(Stored items)
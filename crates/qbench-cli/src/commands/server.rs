use std::path::PathBuf;

use qbench_core::PairingConfig;
use qbench_server::ServerConfig;

use crate::WdArgs;

pub fn run(host: &str, port: u16, records_path: Option<&str>, simulator: &str, wd: &WdArgs) {
    let records = records_path
        .map(super::load_records_or_exit)
        .unwrap_or_default();

    let config = ServerConfig {
        host: host.to_string(),
        port,
        records_path: records_path.map(PathBuf::from),
        wd: super::wd_config(wd),
        pairing: PairingConfig {
            simulator_backend: simulator.to_string(),
        },
    };

    let base = format!("http://{host}:{port}");
    println!("qbench server v{}", qbench_core::VERSION);
    println!("   {base}");
    println!("   {} benchmark records loaded", records.len());
    println!();
    println!("   Endpoints:");
    println!("     GET  /                              API index");
    println!("     GET  /health                        Record counts");
    println!("     GET  /api/v1/analysis               Compare all benchmark pairs");
    println!("     GET  /api/v1/benchmarks/<id>        Compare one benchmark pair");
    println!("     POST /api/v1/benchmarks             Store or complete a record");
    println!("     GET  /api/v1/calc-wd/<qpu>          wd-value of a backend");
    println!("     POST /api/v1/compare                Metrics for two histograms");
    println!("     POST /api/v1/parameters             Type raw parameters");
    println!();
    println!("   Examples:");
    println!("     curl {base}/api/v1/calc-wd/ibmq_lima");
    println!("     curl -X POST {base}/api/v1/compare -H 'content-type: application/json' \\");
    println!("          -d '{{\"counts-sim\": {{\"0\": 512, \"1\": 512}}, \"counts-real\": {{\"0\": 480, \"1\": 544}}}}'");
    println!();

    let rt = match tokio::runtime::Runtime::new() {
        Ok(rt) => rt,
        Err(e) => super::fail(e),
    };
    if let Err(e) = rt.block_on(qbench_server::run_server(records, config)) {
        super::fail(format!("server stopped: {e}"));
    }
}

§ Task
Each line of the data above that contains "super" counts once; report the total alone.

§ Reply
4